En el norte lejano están los bosques de abedules. No hay árbol más hermoso, con sus hojas pequeñas como puntas de saeta y su corteza como la nieve. Los abedules son altos y crecen rectos,  sus ramas miran al cielo, azul en los días verano y de plata incandescente en las noches boreales. En uno de aquellos bosques habitaba un hada que cuidaba de los abedules y los guardaba de los hombres destructores.

En las noches de luna llena el hada se sumergía en las aguas profundas del un lago que había en medio de los bosques y en su fondo de algas siempre verdes y piedras de colores dormía hasta que la luna se ocultaba tras el horizonte. Entonces el hada interrumpía su vigilancia de los árboles y las criaturas que allí viven. Una noche un leñador cuya pasos iluminaba la luz del plenilunio llegó al bosque y pensó que nadie se percataría si talaba solamente un abedul, un árbol joven ni demasiado alto ni demasiado grueso, que el pudiera arrastrar. Con su madera haría un par de esquís para el invierno y unas almadreñas para la primavera.

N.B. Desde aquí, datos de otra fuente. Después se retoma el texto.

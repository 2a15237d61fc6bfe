#![no_main]

use libfuzzer_sys::fuzz_target;
use tds_protocol::PacketHeader;
use bytes::Bytes;

fuzz_target!(|data: &[u8]| {
    // Fuzz packet header parsing
    if data.len() >= 8 {
        let mut cursor = data;
        let _ = PacketHeader::decode(&mut cursor);
    }
});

Cuando el hada despertó de su sueño supo que algo malo había sucedido y recorrió el bosque hasta que descubrió el tocón del joven abedul. No demasiado lejos encontró también al leñador que arrastraba con esfuerzo el tronco. Quizás el hombre debería de haber sentido temor del hada y huir pero al contemplar su belleza su corazón se quedó prendido. El hada estaba muy triste y su dolor era muy grande, tanto como sus poderes y su hermosura y por eso al instante transformó al leñador en un ciervo majestuoso y blanco.

Y allí en el bosque de abedules se quedó para siempre el ciervo blanco, con su corazón de hombre enamorado. En las noches de luna llena el ciervo blanco cuida de los abedules y también del hada, que duerme en su sueño, bajo las aguas del lago.